Can’t, can’t, can’t. The words roar in the furnace of my head. Who said them first?
I sit in a class full of writers. The room is dark and hot. Our teacher—a dark-haired Muskogee* whose henna-tattooed hands and bohemian attire make me feel wildly out of place in my blue blouse, white shorts, and silver sandals—talks about her time as an MFA student at the esteemed Iowa Writer’s Workshop. She’s a published author and playwright and plays the saxophone in a Native American jazz band. She expects us to read and write more in a shorter period of time than I have in years.
I am terrified.
I look around me. The other students appear calm. I see no traces on their faces of the panic I am feeling inside. I play the saxophone. I know how to write.

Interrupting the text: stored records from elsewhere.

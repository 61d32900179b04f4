//! Analytics Pipeline HTTP Client
//!
//! A type-safe HTTP client for the analytics pipeline registry API.
//!
//! Requests carry the caller's identity either as a bearer token or as the
//! `X-UserId` / `X-User-Roles` headers a gateway would forward.
//!
//! # Example
//!
//! ```no_run
//! use analytics_client::PipelineClient;
//! use analytics_core::domain::pipeline::Pipeline;
//!
//! #[tokio::main]
//! async fn main() -> anyhow::Result<()> {
//!     let client = PipelineClient::new("http://localhost:8000").with_user("u1");
//!
//!     let id = client
//!         .save_pipeline(&Pipeline {
//!             name: "temperature-average".to_string(),
//!             ..Default::default()
//!         })
//!         .await?;
//!
//!     println!("Saved pipeline: {}", id);
//!     Ok(())
//! }
//! ```

mod admin;
pub mod error;
mod pipelines;

// Re-export commonly used types
pub use analytics_core::query::ListQuery;
pub use error::{ClientError, Result};

use reqwest::{Client, Method, RequestBuilder, header::AUTHORIZATION};
use serde::de::DeserializeOwned;

/// HTTP client for the pipeline registry API
///
/// Methods are grouped into:
/// - Pipeline management for the calling user (save, update, get, delete, list)
/// - Administration (list all, delete any, statistics, permission reconciliation)
#[derive(Debug, Clone)]
pub struct PipelineClient {
    /// Base URL of the registry including any route prefix (e.g., "http://localhost:8000")
    base_url: String,
    /// HTTP client instance
    client: Client,
    token: Option<String>,
    user_id: Option<String>,
    roles: Vec<String>,
}

impl PipelineClient {
    /// Create a new client without credentials
    ///
    /// # Example
    /// ```
    /// use analytics_client::PipelineClient;
    ///
    /// let client = PipelineClient::new("http://localhost:8000");
    /// ```
    pub fn new(base_url: impl Into<String>) -> Self {
        Self::with_client(base_url, Client::new())
    }

    /// Create a new client with a custom HTTP client
    ///
    /// This allows you to configure timeouts, proxies, TLS settings, etc.
    ///
    /// # Example
    /// ```
    /// use analytics_client::PipelineClient;
    /// use reqwest::Client;
    /// use std::time::Duration;
    ///
    /// let http_client = Client::builder()
    ///     .timeout(Duration::from_secs(30))
    ///     .build()
    ///     .unwrap();
    ///
    /// let client = PipelineClient::with_client("http://localhost:8000", http_client);
    /// ```
    pub fn with_client(base_url: impl Into<String>, client: Client) -> Self {
        let base_url = base_url.into();
        Self {
            base_url: base_url.trim_end_matches('/').to_string(),
            client,
            token: None,
            user_id: None,
            roles: Vec::new(),
        }
    }

    /// Authenticate with a bearer token
    pub fn with_token(mut self, token: impl Into<String>) -> Self {
        self.token = Some(token.into());
        self
    }

    /// Send `X-UserId` on every request
    pub fn with_user(mut self, user_id: impl Into<String>) -> Self {
        self.user_id = Some(user_id.into());
        self
    }

    /// Send `X-User-Roles` on every request
    pub fn with_roles<I, S>(mut self, roles: I) -> Self
    where
        I: IntoIterator<Item = S>,
        S: Into<String>,
    {
        self.roles = roles.into_iter().map(Into::into).collect();
        self
    }

    /// Get the base URL of the registry
    pub fn base_url(&self) -> &str {
        &self.base_url
    }

    /// Starts a request to `path` carrying the configured credentials
    fn request(&self, method: Method, path: &str) -> RequestBuilder {
        let url = format!("{}{}", self.base_url, path);
        tracing::debug!("{} {}", method, url);

        let mut request = self.client.request(method, url);
        if let Some(token) = &self.token {
            let value = if token.to_ascii_lowercase().starts_with("bearer ") {
                token.clone()
            } else {
                format!("Bearer {}", token)
            };
            request = request.header(AUTHORIZATION, value);
        }
        if let Some(user_id) = &self.user_id {
            request = request.header("X-UserId", user_id);
        }
        if !self.roles.is_empty() {
            request = request.header("X-User-Roles", self.roles.join(", "));
        }
        request
    }

    // =============================================================================
    // Response Handlers
    // =============================================================================

    /// Handle an API response and deserialize JSON
    ///
    /// This method checks the status code and returns an appropriate error if
    /// the request failed, or deserializes the response body if successful.
    async fn handle_response<T: DeserializeOwned>(&self, response: reqwest::Response) -> Result<T> {
        let status = response.status();

        if !status.is_success() {
            let error_text = response
                .text()
                .await
                .unwrap_or_else(|_| "Unknown error".to_string());
            return Err(ClientError::api_error(status.as_u16(), error_text));
        }

        response
            .json()
            .await
            .map_err(|e| ClientError::ParseError(format!("Failed to parse JSON response: {}", e)))
    }

    /// Handle an API response that returns no content (e.g., DELETE operations)
    async fn handle_empty_response(&self, response: reqwest::Response) -> Result<()> {
        let status = response.status();

        if !status.is_success() {
            let error_text = response
                .text()
                .await
                .unwrap_or_else(|_| "Unknown error".to_string());
            return Err(ClientError::api_error(status.as_u16(), error_text));
        }

        Ok(())
    }
}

But . . . I don’t belong here.
I’m standing with a group of triathletes. We’re on a dock down by the river in the heart of Knoxville. The sun beats violently upon us, creating a steam of humidity so thick that every breath digs in me a hole of longing for the West Coast so large that I’m certain I’ll fall in, never to surface anywhere ever again . . . Instead, I climb into a kayak and watch the swimmers glide. Their movements look effortless, easy.
I grew up swimming, but I can’t swim like that. Who am I?
I pick up a book today. It’s something my brother gave me when I was home in July. It’s the story of an overweight middle-aged former athlete who, at 39, decided he wanted to live again. The memoir is mostly typical—an out-of-shape dude changes his lifestyle and ends up winning Ironman-distance world championships; ya know, no big deal, right?—but the last chapter hits me hard. In it, the author talks about the importance of mindset, setting goals, improving our diets, and becoming the hero of our own stories. And through it, he challenges me revisit my own story.
Can’t, can’t, can’t. Who said that first? I did.
I don’t belong here, don’t belong her-, don’t belong . . . Who said that first? I did.
Who am I, I, I? Who said that first? I did.
I bought into the stories I was telling myself a long time ago—feelings of inadequacy and failure. Deep down I knew the stories weren’t true, but instead of squashing them, I allowed them to become my beliefs . . . My beliefs became my patterns. My patterns became my habits. My habits became the very way I saw the world.
But now . . .
Now I am wondering: What if, instead of saying I can’t, I say, “I CAN“?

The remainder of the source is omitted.